La storia dietro The Post: cosa svelavano i Pentagon Papers?

L’eroe della nostra storia si chiama Daniel Ellsberg, reporter dei cosiddetti ‘Pentagon Papers’. A questo fascicolo, in aggiunta, documenti top secret sulla guerra del Vietnam e informazioni militari. Non era il tipo di dossier di cui andare fieri, per questo il governo fece di tutto per ostacolarne pubblicazione e diffusione.

I Pentagon Papers mostravano tantissime operazioni militari e disinformazioni ai danni del popolo americano. Si scoprì, con una buona dose di stupore da parte della popolazione statunitense, che l’amministrazione governativa filoamericana era coinvolta da molto tempo nella guerra del Vietnam. Da moltissimo tempo.

The Post PhotoCredit: dal web
The Post PhotoCredit: dal web

Nell’ottobre del 1969 Ellsberg iniziò a fotocopiare il fascicolo, facendone trapelare una porzione al New York Times e al The Washington Post. La pubblicazione generò- Inutile dirlo- uno scandalo inaudito. I documenti mostravano il coinvolgimento degli Stati Uniti nella guerra del Vietnam per diverse presidenze, all’insaputa della popolazione:

-1950: Truman aveva inviato aiuti alla milizia francese

– 1954: Eisenhower mandò aerei militari e assistenza medica. (A quel tempo la popolazione americana stava sostenendo quasi l’ 80% delle spese militari in Vietnam).

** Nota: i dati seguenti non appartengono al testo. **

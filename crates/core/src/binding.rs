//! Binds a [`CollectionStore`] key to a render callback.

use std::hash::Hash;
use std::sync::Arc;

use tracing::debug;

use crate::emitter::Subscription;
use crate::store::{CollectionStore, Identified, Projection};

/// Starts a fetch for the next page of a key. Implemented by action creators.
pub trait Fetcher<K>: Send + Sync {
    fn fetch(&self, key: &K);
}

impl<K, F> Fetcher<K> for F
where
    F: Fn(&K) + Send + Sync,
{
    fn fetch(&self, key: &K) {
        self(key)
    }
}

/// A consumer attached to one key of a store.
///
/// While attached, every store change is turned into a fresh [`Projection`]
/// and handed to the render callback. Dropping the binding detaches it.
pub struct Binding<K, T: Identified> {
    store: Arc<CollectionStore<K, T>>,
    key: K,
    fetcher: Arc<dyn Fetcher<K>>,
    subscription: Option<Subscription>,
}

impl<K, T> Binding<K, T>
where
    K: Eq + Hash + Clone + std::fmt::Display + Send + Sync + 'static,
    T: Identified + Clone + Send + Sync + 'static,
{
    /// Render the current projection, subscribe, then ask `fetcher` for data.
    pub fn attach<R>(
        store: Arc<CollectionStore<K, T>>,
        key: K,
        fetcher: Arc<dyn Fetcher<K>>,
        render: R,
    ) -> Self
    where
        R: Fn(Projection<T>) + Send + Sync + 'static,
    {
        render(store.projection(&key));

        let weak = Arc::downgrade(&store);
        let listen_key = key.clone();
        let subscription = store.subscribe(move || {
            if let Some(store) = weak.upgrade() {
                render(store.projection(&listen_key));
            }
        });

        // The fetch notifies synchronously, so subscribe first.
        fetcher.fetch(&key);
        debug!(store = store.name(), %key, "binding attached");

        Self {
            store,
            key,
            fetcher,
            subscription: Some(subscription),
        }
    }

    pub fn key(&self) -> &K {
        &self.key
    }

    pub fn projection(&self) -> Projection<T> {
        self.store.projection(&self.key)
    }

    pub fn is_attached(&self) -> bool {
        self.subscription.is_some()
    }

    /// Ask for the next page. Returns false when a fetch is already in
    /// flight, the last page was reached, or the binding is detached.
    pub fn request_more(&self) -> bool {
        if !self.is_attached()
            || self.store.is_fetching_next_page(&self.key)
            || !self.store.has_next_page(&self.key)
        {
            return false;
        }
        self.fetcher.fetch(&self.key);
        true
    }

    /// Stop receiving change notifications.
    pub fn detach(&mut self) {
        if self.subscription.take().is_some() {
            debug!(store = self.store.name(), key = %self.key, "binding detached");
        }
    }
}

impl<K, T: Identified> Drop for Binding<K, T> {
    fn drop(&mut self) {
        self.subscription.take();
    }
}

Anche i presidenti Kennedy e Johnson avevano stipulato un piano organizzativo per sostenere economicamente la guerra del Vietnam. Secondo i P.P. gli Stati Uniti  sostenevano il conflitto da molto prima della resa pubblica del loro coinvolgimento.

Dopo la pubblicazione dei Pentagon Papers, Nixon chiede e ottiene un’ingiunzione giudiziaria, censurando la stampa di ogni redazione. Unica eccezione per Katherine Graham (nel film interpretata da Meryl Streep), direttore del Washington Post, che inizia a pubblicare articoli sul fascicolo governativo.

Successivamente, Nixon perde la causa. Secondo il tribunale il giornale aveva agito per libertà di stampa. Questa pubblicazione ha dato vita a un altro scandalo ancora più pregnante nella storia politica americana: lo scandalo Watergate.